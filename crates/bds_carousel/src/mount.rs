//! Wiring a carousel to host event sources
//!
//! A mounted carousel listens to document-level pointer events (so a drag
//! keeps tracking once the pointer leaves the list), resize and intersection
//! observers, and the list's transition end. [`mount`] subscribes to all of
//! them and returns a [`MountGuard`]; dropping it unsubscribes everything.
//!
//! Handlers hold a weak handle, so a mounted carousel is still freed when
//! the host drops its last handle.

use std::cell::RefCell;
use std::rc::{Rc, Weak};

use bds_core::{
    Clock, IntersectionEntry, ListenerGuard, ListenerRegistry, PointerEvent, ResizeEntry,
};
use smallvec::SmallVec;

use crate::carousel::Carousel;
use crate::context::CarouselHandle;

/// Event sources provided by the host
#[derive(Clone, Debug, Default)]
pub struct HostEvents {
    /// Document pointer moves, ups and leaves
    pub pointer: ListenerRegistry<PointerEvent>,
    /// Resize observer notifications
    pub resize: ListenerRegistry<ResizeEntry>,
    /// Intersection observer notifications
    pub intersection: ListenerRegistry<IntersectionEntry>,
    /// `transitionend` of the list, carrying the element id
    pub transition_end: ListenerRegistry<String>,
}

impl HostEvents {
    pub fn new() -> Self {
        Self::default()
    }
}

/// Subscriptions of one mounted carousel
#[derive(Debug)]
pub struct MountGuard {
    guards: SmallVec<[ListenerGuard; 4]>,
}

impl MountGuard {
    /// Number of live subscriptions
    pub fn len(&self) -> usize {
        self.guards.len()
    }

    pub fn is_empty(&self) -> bool {
        self.guards.is_empty()
    }

    /// Unsubscribe everything now
    pub fn unmount(self) {
        drop(self);
    }
}

/// Subscribe `handle` to the host's event sources
#[must_use = "dropping the guard immediately unmounts the carousel"]
pub fn mount<C: Clock + Clone + 'static>(
    handle: &CarouselHandle<C>,
    host: &HostEvents,
) -> MountGuard {
    let mut guards = SmallVec::new();

    guards.push(host.pointer.subscribe(forward(
        handle,
        |carousel: &mut Carousel<C>, event: &PointerEvent| carousel.document_pointer(event),
    )));
    guards.push(host.resize.subscribe(forward(
        handle,
        |carousel: &mut Carousel<C>, entry: &ResizeEntry| carousel.observe_resize(entry),
    )));
    guards.push(host.intersection.subscribe(forward(
        handle,
        |carousel: &mut Carousel<C>, entry: &IntersectionEntry| carousel.intersect(entry),
    )));

    let list_id = handle.borrow().config().list_id();
    guards.push(host.transition_end.subscribe(forward(
        handle,
        move |carousel: &mut Carousel<C>, target: &String| {
            if *target == list_id {
                carousel.transition_end();
            }
        },
    )));

    tracing::debug!(id = %handle.borrow().config().id, "carousel mounted");
    MountGuard { guards }
}

/// Listener that borrows the carousel mutably and hands it `event`
fn forward<C, E, F>(handle: &CarouselHandle<C>, mut apply: F) -> impl FnMut(&E) + 'static
where
    C: Clock + Clone + 'static,
    E: 'static,
    F: FnMut(&mut Carousel<C>, &E) + 'static,
{
    let weak: Weak<RefCell<Carousel<C>>> = Rc::downgrade(handle);
    move |event: &E| {
        let Some(handle) = weak.upgrade() else {
            return;
        };
        let Ok(mut carousel) = handle.try_borrow_mut() else {
            tracing::warn!("carousel busy, dropping host event");
            return;
        };
        apply(&mut carousel, event);
    }
}

#[cfg(test)]
mod tests {
    use super::*;
    use crate::config::{CarouselConfig, CarouselLabels};
    use crate::constants::RESIZE_DEBOUNCE;
    use bds_core::ManualClock;

    fn handle(clock: ManualClock) -> CarouselHandle<ManualClock> {
        let labels = CarouselLabels {
            next_button: "Next".into(),
            prev_button: "Previous".into(),
            pause_button: "Pause".into(),
            resume_button: "Resume".into(),
            pagination: "Pagination".into(),
            pagination_indicator: "Page %s of %s".into(),
        };
        let carousel = Carousel::with_clock(CarouselConfig::new("c", labels), 20, clock).unwrap();
        let handle = carousel.into_handle();
        handle.borrow_mut().resize(948.0);
        handle
    }

    #[test]
    fn test_document_drag_through_host() {
        let host = HostEvents::new();
        let handle = handle(ManualClock::new());
        let _mounted = mount(&handle, &host);

        assert!(handle
            .borrow_mut()
            .list_pointer_down(&PointerEvent::mouse_down(500.0)));
        host.pointer.dispatch(&PointerEvent::mouse_move(100.0));
        assert_eq!(handle.borrow().offset(), 400.0);

        host.pointer.dispatch(&PointerEvent::mouse_up(100.0));
        assert_eq!(handle.borrow().target_index(), 3);
        assert_eq!(handle.borrow().translate_x(), -948.0);
    }

    #[test]
    fn test_event_dropped_while_carousel_borrowed() {
        let host = HostEvents::new();
        let handle = handle(ManualClock::new());
        let _mounted = mount(&handle, &host);

        let carousel = handle.borrow_mut();
        assert_eq!(host.pointer.dispatch(&PointerEvent::mouse_move(100.0)), 1);
        drop(carousel);

        assert_eq!(handle.borrow().offset(), 0.0);
    }

    #[test]
    fn test_resize_and_transition_end_through_host() {
        let clock = ManualClock::new();
        let host = HostEvents::new();
        let handle = handle(clock.clone());
        let _mounted = mount(&handle, &host);

        host.resize.dispatch(&ResizeEntry::new("c__container", 1896.0));
        clock.advance(RESIZE_DEBOUNCE);
        handle.borrow_mut().tick();
        assert_eq!(handle.borrow().items_per_page(), 6);

        handle.borrow_mut().navigate_by_page(3);
        assert!(!handle.borrow().show_prev_button());
        host.transition_end.dispatch(&"c__list".to_string());
        assert!(handle.borrow().show_prev_button());
    }

    #[test]
    fn test_unmount_releases_listeners() {
        let host = HostEvents::new();
        let handle = handle(ManualClock::new());
        let mounted = mount(&handle, &host);
        assert_eq!(mounted.len(), 4);
        assert_eq!(host.pointer.len(), 1);

        mounted.unmount();
        assert!(host.pointer.is_empty());
        assert!(host.resize.is_empty());
        assert!(host.intersection.is_empty());
        assert!(host.transition_end.is_empty());
    }

    #[test]
    fn test_dropped_handle_ignores_events() {
        let host = HostEvents::new();
        let handle = handle(ManualClock::new());
        let _mounted = mount(&handle, &host);
        drop(handle);

        assert_eq!(host.pointer.dispatch(&PointerEvent::mouse_move(10.0)), 1);
    }
}
//! Button descriptors
//!
//! BDS buttons are presentational; composite widgets only decide *which*
//! buttons to show and with what props. These types are that contract: a
//! renderer turns a [`ButtonProps`] or [`ButtonCircularProps`] into its own
//! element tree.
//!
//! # Example
//!
//! ```rust
//! use bds_core::button::{ButtonCircularProps, ButtonCircularSize, ButtonCircularVariant};
//!
//! let next = ButtonCircularProps::new("Next")
//!     .variant(ButtonCircularVariant::Primary)
//!     .size(ButtonCircularSize::Large)
//!     .controls("carousel__list");
//!
//! assert!(!next.disabled);
//! assert_eq!(next.controls.as_deref(), Some("carousel__list"));
//! ```

use serde::Serialize;

/// Text button visual variants
#[derive(Clone, Copy, Debug, Default, PartialEq, Eq, Hash, Serialize)]
#[serde(rename_all = "kebab-case")]
pub enum ButtonVariant {
    #[default]
    Primary,
    Secondary,
    PrimaryReversed,
    SecondaryReversed,
    /// No background, text only
    Text,
}

/// Text button sizes
#[derive(Clone, Copy, Debug, Default, PartialEq, Eq, Hash, Serialize)]
#[serde(rename_all = "kebab-case")]
pub enum ButtonSize {
    Small,
    #[default]
    Regular,
    Medium,
    Large,
}

/// Props for a text button
#[derive(Clone, Debug, Default, PartialEq, Serialize)]
pub struct ButtonProps {
    pub label: String,
    pub variant: ButtonVariant,
    pub size: ButtonSize,
    pub disabled: bool,
    /// Drop horizontal padding (inline text buttons)
    pub remove_side_spacing: bool,
}

impl ButtonProps {
    pub fn new(label: impl Into<String>) -> Self {
        Self {
            label: label.into(),
            ..Default::default()
        }
    }

    pub fn variant(mut self, variant: ButtonVariant) -> Self {
        self.variant = variant;
        self
    }

    pub fn size(mut self, size: ButtonSize) -> Self {
        self.size = size;
        self
    }

    pub fn disabled(mut self, disabled: bool) -> Self {
        self.disabled = disabled;
        self
    }

    pub fn remove_side_spacing(mut self, remove: bool) -> Self {
        self.remove_side_spacing = remove;
        self
    }
}

/// Icon-only circular button variants
#[derive(Clone, Copy, Debug, Default, PartialEq, Eq, Hash, Serialize)]
#[serde(rename_all = "kebab-case")]
pub enum ButtonCircularVariant {
    #[default]
    Basic,
    /// Filled surface with shadow
    Contained,
    Primary,
}

/// Circular button sizes
#[derive(Clone, Copy, Debug, Default, PartialEq, Eq, Hash, Serialize)]
#[serde(rename_all = "kebab-case")]
pub enum ButtonCircularSize {
    Small,
    #[default]
    Medium,
    Large,
}

/// Props for an icon-only circular button
#[derive(Clone, Debug, Default, PartialEq, Serialize)]
pub struct ButtonCircularProps {
    /// Accessible label (the button has no visible text)
    pub label: String,
    pub variant: ButtonCircularVariant,
    pub size: ButtonCircularSize,
    pub disabled: bool,
    /// Id of the element this button controls (`aria-controls`)
    pub controls: Option<String>,
}

impl ButtonCircularProps {
    pub fn new(label: impl Into<String>) -> Self {
        Self {
            label: label.into(),
            ..Default::default()
        }
    }

    pub fn variant(mut self, variant: ButtonCircularVariant) -> Self {
        self.variant = variant;
        self
    }

    pub fn size(mut self, size: ButtonCircularSize) -> Self {
        self.size = size;
        self
    }

    pub fn disabled(mut self, disabled: bool) -> Self {
        self.disabled = disabled;
        self
    }

    pub fn controls(mut self, id: impl Into<String>) -> Self {
        self.controls = Some(id.into());
        self
    }
}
_ _ _ _
** Directions **
In the lines above, locate the string "controls". Copy every line where it occurs.

** Expected answer **
//!     .controls("carousel__list");
//! assert_eq!(next.controls.as_deref(), Some("carousel__list"));
    /// Id of the element this button controls (`aria-controls`)
    pub controls: Option<String>,
    pub fn controls(mut self, id: impl Into<String>) -> Self {
        self.controls = Some(id.into());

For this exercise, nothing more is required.